Right now, I’m converting dh and dl to a 12 bit value since that is what the dac can handle, then I multiply that by volume, and divide by 1024, the max value of volume.

I believe there are some special commands for multiplying with fixed point numbers which might help, but I’ve also read that it’s difficult to do stuff like multiplying in inline asm because of limitations on what registers you can use.

I’m also thinking maybe since dh is already in a byte, that rather than shift it right and or it with dl to make a 12 bit number, I could leave dh and dl alone, somehow multiply each by the volume adjustment carrying the excess from dl over to dh and then do a 14 bit shift to divide by the max volume and also reduce the 16 bit sample to the 12 bit one I need.

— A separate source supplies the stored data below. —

use thiserror::Error;

/// Shared error taxonomy for Tibb Engine subsystems
#[derive(Error, Debug)]
pub enum TibbError {
    /// Input violates declared constraints (bad image, unknown kind, out-of-range rating)
    #[error("Invalid input: {0}")]
    InvalidInput(String),

    /// Addressed entity absent
    #[error("Not found: {0}")]
    NotFound(String),

    /// Idempotency collision on feedback submission
    #[error("Duplicate event: {0}")]
    DuplicateEvent(String),

    /// Vision provider disabled or retries exhausted
    #[error("Analyzer unavailable: {0}")]
    AnalyzerUnavailable(String),

    /// Knowledge store has no records for a tradition; hard configuration error
    #[error("Empty knowledge base: {0}")]
    EmptyKnowledge(String),

    /// A subscriber send failed; recovered locally, never surfaced to callers
    #[error("Transient broadcast failure: {0}")]
    TransientBroadcast(String),

    /// Database operation errors
    #[error("Database error: {0}")]
    Database(String),

    /// Serialization/deserialization errors
    #[error("Serialization error: {0}")]
    Serialization(String),

    /// Configuration errors
    #[error("Configuration error: {0}")]
    Config(String),

    /// Internal system errors
    #[error("Internal error: {0}")]
    Internal(String),

    /// Wrapped external errors
    #[error(transparent)]
    Other(#[from] anyhow::Error),
}

impl TibbError {
    /// Stable string code for transport adapters
    pub fn code(&self) -> &'static str {
        use crate::codes;
        match self {
            TibbError::InvalidInput(_) => codes::validation::INVALID_INPUT,
            TibbError::NotFound(_) => codes::lookup::NOT_FOUND,
            TibbError::DuplicateEvent(_) => codes::feedback::DUPLICATE_EVENT,
            TibbError::AnalyzerUnavailable(_) => codes::vision::ANALYZER_UNAVAILABLE,
            TibbError::EmptyKnowledge(_) => codes::knowledge::EMPTY_KNOWLEDGE,
            TibbError::TransientBroadcast(_) => codes::broadcast::TRANSIENT_FAILURE,
            TibbError::Database(_) => codes::database::QUERY_FAILED,
            TibbError::Serialization(_) => codes::validation::INVALID_FORMAT,
            TibbError::Config(_) => codes::system::CONFIG_INVALID,
            TibbError::Internal(_) | TibbError::Other(_) => codes::system::INTERNAL,
        }
    }

    /// Whether this error is caller-correctable rather than operational
    pub fn is_client_error(&self) -> bool {
        matches!(
            self,
            TibbError::InvalidInput(_) | TibbError::NotFound(_) | TibbError::DuplicateEvent(_)
        )
    }
}

/// Result type alias for Tibb Engine operations
pub type Result<T> = std::result::Result<T, TibbError>;

/// Async logging function for errors
///
/// `InvalidInput` is caller-correctable and is never logged at error level.
pub async fn log_error(context: &str, error: &TibbError) {
    if error.is_client_error() {
        tracing::debug!(
            context = context,
            code = error.code(),
            error = %error,
            "client error"
        );
    } else {
        tracing::error!(
            context = context,
            code = error.code(),
            error = %error,
            "Tibb Engine error occurred"
        );
    }
}

#[cfg(test)]
mod tests {
    use super::*;

    #[test]
    fn codes_are_stable_per_variant() {
        assert_eq!(TibbError::InvalidInput("x".into()).code(), "VALIDATION_1001");
        assert_eq!(TibbError::NotFound("x".into()).code(), "LOOKUP_2001");
        assert_eq!(TibbError::DuplicateEvent("x".into()).code(), "FEEDBACK_5001");
        assert_eq!(
            TibbError::AnalyzerUnavailable("x".into()).code(),
            "VISION_3001"
        );
        assert_eq!(TibbError::EmptyKnowledge("x".into()).code(), "KNOWLEDGE_4001");
    }

    #[test]
    fn client_errors_are_distinguished() {
        assert!(TibbError::InvalidInput("x".into()).is_client_error());
        assert!(TibbError::DuplicateEvent("x".into()).is_client_error());
        assert!(!TibbError::Database("x".into()).is_client_error());
        assert!(!TibbError::TransientBroadcast("x".into()).is_client_error());
    }
}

Or, I could forget about using all 10 bits of the ADC, use an 8 bit value for volume, and somehow multiply dl by that carrying the excess to dh, and if dh overflows carry that on into dhl, and then multiply dh by volume carrying into dhl, and once that’s done, I can divide by 256 by simply dropping dl and using dh and dhl as my low and high bytes, perhaps shifting right by 4 to convert down to a 12 bit value.

One thing I don’t want to do is use shift for volume, or try to squeeze everything into 16 volume levels so I only need to use a 16 bit number to hold the sample when I multiply it. That would result in too large of steps for the volume. I want to read a pot and have the volume change smoothly.